Obviously weeds would evolve and become resistant, like the fearsome Palmer Amaranth, also known as pigweed.
Pigweed can grow three inches a day and reach seven feet or more, choking out crops; it is so sturdy that it can damage harvesting equipment. In an attempt to kill the pest before it becomes that big, Mr. Anderson and his neighbors are plowing their fields and mixing herbicides into the soil.
That threatens to reverse one of the agricultural advances bolstered by the Roundup revolution: minimum-till farming.
Image from North Carolina State University, who says “It came up out of the cotton fields, the soybean fields and the cornfields. It grew tall, gobbling up field after field. It was unbeatable; nothing could stop it. No one had ever seen anything like it. It was ”¦ glyphosate-resistant Palmer amaranth.
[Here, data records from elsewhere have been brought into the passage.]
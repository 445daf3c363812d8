// src/mutation.rs

//! Write operations with declared cache invalidation.
//!
//! A [`Mutation`] names the keys its success makes stale. The
//! [`MutationCoordinator`] runs it, records its status, and invalidates those
//! keys before returning. A failed mutation invalidates nothing.

use std::collections::HashMap;
use std::future::Future;
use std::sync::{Arc, Mutex, MutexGuard, PoisonError};

use chrono::{DateTime, Utc};
use futures::future::{BoxFuture, FutureExt};

use crate::cache::{KeyFilter, QueryCache};
use crate::error::{AppError, Result, TransportError};

type Executor<P, O> = Arc<dyn Fn(P) -> BoxFuture<'static, std::result::Result<O, TransportError>> + Send + Sync>;

/// A named write operation and the cache keys it makes stale.
pub struct Mutation<P, O> {
    action: String,
    invalidates: Vec<KeyFilter>,
    execute: Executor<P, O>,
}

impl<P, O> Mutation<P, O>
where
    P: Send + 'static,
    O: Send + 'static,
{
    pub fn new<F, Fut>(action: impl Into<String>, execute: F) -> Self
    where
        F: Fn(P) -> Fut + Send + Sync + 'static,
        Fut: Future<Output = std::result::Result<O, TransportError>> + Send + 'static,
    {
        Self {
            action: action.into(),
            invalidates: Vec::new(),
            execute: Arc::new(move |payload| execute(payload).boxed()),
        }
    }

    /// Declare a key (or key prefix) to invalidate on success.
    pub fn invalidates(mut self, filter: impl Into<KeyFilter>) -> Self {
        self.invalidates.push(filter.into());
        self
    }

    pub fn action(&self) -> &str {
        &self.action
    }
}

impl<P, O> Clone for Mutation<P, O> {
    fn clone(&self) -> Self {
        Self {
            action: self.action.clone(),
            invalidates: self.invalidates.clone(),
            execute: Arc::clone(&self.execute),
        }
    }
}

#[derive(Debug, Clone, Copy, PartialEq, Eq, Default)]
pub enum MutationStatus {
    #[default]
    Idle,
    Pending,
    Success,
    Error,
}

/// Last known state of one mutation action.
#[derive(Debug, Clone, PartialEq)]
pub struct MutationRecord {
    pub action: String,
    pub status: MutationStatus,
    pub invalidates: Vec<KeyFilter>,
    pub error: Option<TransportError>,
    pub finished_at: Option<DateTime<Utc>>,
}

impl MutationRecord {
    fn idle(action: &str, invalidates: &[KeyFilter]) -> Self {
        Self {
            action: action.to_string(),
            status: MutationStatus::Idle,
            invalidates: invalidates.to_vec(),
            error: None,
            finished_at: None,
        }
    }
}

type Records = Arc<Mutex<HashMap<String, MutationRecord>>>;

/// Runs mutations against a shared [`QueryCache`].
#[derive(Clone)]
pub struct MutationCoordinator {
    cache: QueryCache,
    records: Records,
}

impl MutationCoordinator {
    pub fn new(cache: QueryCache) -> Self {
        Self {
            cache,
            records: Arc::new(Mutex::new(HashMap::new())),
        }
    }

    pub fn cache(&self) -> &QueryCache {
        &self.cache
    }

    /// Execute `mutation` with `payload`.
    ///
    /// On success every declared filter is invalidated before this returns.
    /// On failure the transport error is returned unchanged and the cache is
    /// left alone. A second run of an action that is still pending is
    /// rejected with [`AppError::MutationInFlight`].
    pub async fn run<P, O>(&self, mutation: &Mutation<P, O>, payload: P) -> Result<O>
    where
        P: Send + 'static,
        O: Send + 'static,
    {
        let action = mutation.action();
        {
            let mut records = lock(&self.records);
            let record = records
                .entry(action.to_string())
                .or_insert_with(|| MutationRecord::idle(action, &mutation.invalidates));
            if record.status == MutationStatus::Pending {
                return Err(AppError::MutationInFlight {
                    action: action.to_string(),
                });
            }
            record.status = MutationStatus::Pending;
            record.invalidates = mutation.invalidates.clone();
            record.error = None;
        }
        log::info!("Running mutation '{}'", action);

        let mut guard = PendingGuard {
            records: &self.records,
            action,
            armed: true,
        };
        let outcome = (mutation.execute)(payload).await;
        guard.armed = false;

        let mut records = lock(&self.records);
        let record = records
            .entry(action.to_string())
            .or_insert_with(|| MutationRecord::idle(action, &mutation.invalidates));
        record.finished_at = Some(Utc::now());

        match outcome {
            Ok(output) => {
                record.status = MutationStatus::Success;
                drop(records);
                let invalidated: usize = mutation
                    .invalidates
                    .iter()
                    .map(|filter| self.cache.invalidate(filter))
                    .sum();
                log::info!(
                    "Mutation '{}' succeeded, invalidated {} entries",
                    action,
                    invalidated
                );
                Ok(output)
            }
            Err(error) => {
                log::error!("Mutation '{}' failed: {}", action, error);
                record.status = MutationStatus::Error;
                record.error = Some(error.clone());
                Err(AppError::Transport(error))
            }
        }
    }

    /// Current record for `action`; idle if it never ran.
    pub fn record(&self, action: &str) -> MutationRecord {
        lock(&self.records)
            .get(action)
            .cloned()
            .unwrap_or_else(|| MutationRecord::idle(action, &[]))
    }
}

fn lock(records: &Records) -> MutexGuard<'_, HashMap<String, MutationRecord>> {
    records.lock().unwrap_or_else(PoisonError::into_inner)
}

/// Returns the record to idle when a pending run is dropped mid-flight.
struct PendingGuard<'a> {
    records: &'a Records,
    action: &'a str,
    armed: bool,
}

impl Drop for PendingGuard<'_> {
    fn drop(&mut self) {
        if self.armed {
            if let Some(record) = lock(self.records).get_mut(self.action) {
                log::warn!("Mutation '{}' cancelled", self.action);
                record.status = MutationStatus::Idle;
            }
        }
    }
}

#[cfg(test)]
mod tests {
    use std::time::Duration;

    use serde_json::{Value, json};

    use super::*;
    use crate::cache::{CachePolicy, QueryKey, QueryOptions, QueryStatus};

    fn coordinator() -> MutationCoordinator {
        MutationCoordinator::new(QueryCache::new(CachePolicy::default()))
    }

    fn scan_mutation(
        result: std::result::Result<Value, TransportError>,
        latency: Duration,
    ) -> Mutation<u32, Value> {
        Mutation::new("trigger-scan", move |_pages: u32| {
            let result = result.clone();
            async move {
                tokio::time::sleep(latency).await;
                result
            }
        })
        .invalidates("dashboard-stats")
        .invalidates("recent-activity")
        .invalidates("technology-stats")
        .invalidates(KeyFilter::prefix("offers"))
    }

    async fn warm(cache: &QueryCache, key: QueryKey) {
        cache
            .fetch(&key, || async { Ok(1u32) }, QueryOptions::default())
            .await;
        assert_eq!(cache.is_stale(&key), Some(false));
    }

    #[tokio::test(start_paused = true)]
    async fn test_successful_scan_invalidates_declared_keys() {
        let coordinator = coordinator();
        let cache = coordinator.cache().clone();
        let dependents = [
            QueryKey::from("dashboard-stats"),
            QueryKey::from("recent-activity"),
            QueryKey::from("technology-stats"),
            QueryKey::from(["offers", "0", "100"]),
        ];
        for key in dependents.clone() {
            warm(&cache, key).await;
        }
        warm(&cache, QueryKey::from("company-stats")).await;

        let mutation = scan_mutation(Ok(json!({ "message": "ok" })), Duration::ZERO);
        let output = coordinator.run(&mutation, 2).await.unwrap();
        assert_eq!(output["message"], "ok");

        for key in &dependents {
            assert_eq!(cache.is_stale(key), Some(true), "{key} should be stale");
        }
        assert_eq!(cache.is_stale(&QueryKey::from("company-stats")), Some(false));

        let record = coordinator.record("trigger-scan");
        assert_eq!(record.status, MutationStatus::Success);
        assert_eq!(record.invalidates.len(), 4);
        assert!(record.finished_at.is_some());
    }

    #[tokio::test(start_paused = true)]
    async fn test_next_read_after_scan_refetches() {
        let coordinator = coordinator();
        let cache = coordinator.cache().clone();
        let key = QueryKey::from("dashboard-stats");
        warm(&cache, key.clone()).await;

        let mutation = scan_mutation(Ok(json!({ "message": "ok" })), Duration::ZERO);
        coordinator.run(&mutation, 1).await.unwrap();

        let entry = cache.get(&key, || async { Ok(2u32) }, QueryOptions::default());
        assert_eq!(entry.status, QueryStatus::Loading);
        let entry = cache.resolve(&key).await.unwrap();
        assert_eq!(*entry.data::<u32>().unwrap(), 2);
    }

    #[tokio::test(start_paused = true)]
    async fn test_failed_mutation_invalidates_nothing() {
        let coordinator = coordinator();
        let cache = coordinator.cache().clone();
        warm(&cache, QueryKey::from("dashboard-stats")).await;

        let error = TransportError::http(500, "Internal Server Error");
        let mutation = scan_mutation(Err(error.clone()), Duration::ZERO);
        let result = coordinator.run(&mutation, 1).await;

        match result {
            Err(AppError::Transport(e)) => assert_eq!(e, error),
            other => panic!("unexpected result: {other:?}"),
        }
        assert_eq!(cache.is_stale(&QueryKey::from("dashboard-stats")), Some(false));

        let record = coordinator.record("trigger-scan");
        assert_eq!(record.status, MutationStatus::Error);
        assert_eq!(record.error, Some(error));
    }

    #[tokio::test(start_paused = true)]
    async fn test_concurrent_run_is_rejected() {
        let coordinator = coordinator();
        let mutation = scan_mutation(Ok(json!({})), Duration::from_millis(100));

        let (first, second) = tokio::join!(coordinator.run(&mutation, 1), async {
            tokio::time::sleep(Duration::from_millis(10)).await;
            coordinator.run(&mutation, 1).await
        });

        assert!(first.is_ok());
        assert!(matches!(
            second,
            Err(AppError::MutationInFlight { ref action }) if action == "trigger-scan"
        ));
        assert_eq!(
            coordinator.record("trigger-scan").status,
            MutationStatus::Success
        );
    }

    #[tokio::test(start_paused = true)]
    async fn test_dropped_run_returns_to_idle() {
        let coordinator = coordinator();
        let mutation = scan_mutation(Ok(json!({})), Duration::from_secs(10));

        let timed_out =
            tokio::time::timeout(Duration::from_millis(10), coordinator.run(&mutation, 1)).await;
        assert!(timed_out.is_err());
        assert_eq!(coordinator.record("trigger-scan").status, MutationStatus::Idle);

        let mutation = scan_mutation(Ok(json!({})), Duration::ZERO);
        assert!(coordinator.run(&mutation, 1).await.is_ok());
    }

    #[test]
    fn test_unknown_action_is_idle() {
        let coordinator = coordinator();
        let record = coordinator.record("create-alert");
        assert_eq!(record.status, MutationStatus::Idle);
        assert!(record.invalidates.is_empty());
    }
}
Pigweed is a generic term for a number of amaranth-related weeds. I don’t know if the pigweed we get is Roundup resistant it not– we don’t use herbicides. I DO know that it’s nutiritious (and young shoots can be added to a salad) and goats love it. Cut it below the soil line and toss it to your livestock.
Oh, wait– mega-farms don’t mix crops and livestock, hence their reliance on fossil fuel fertilizers.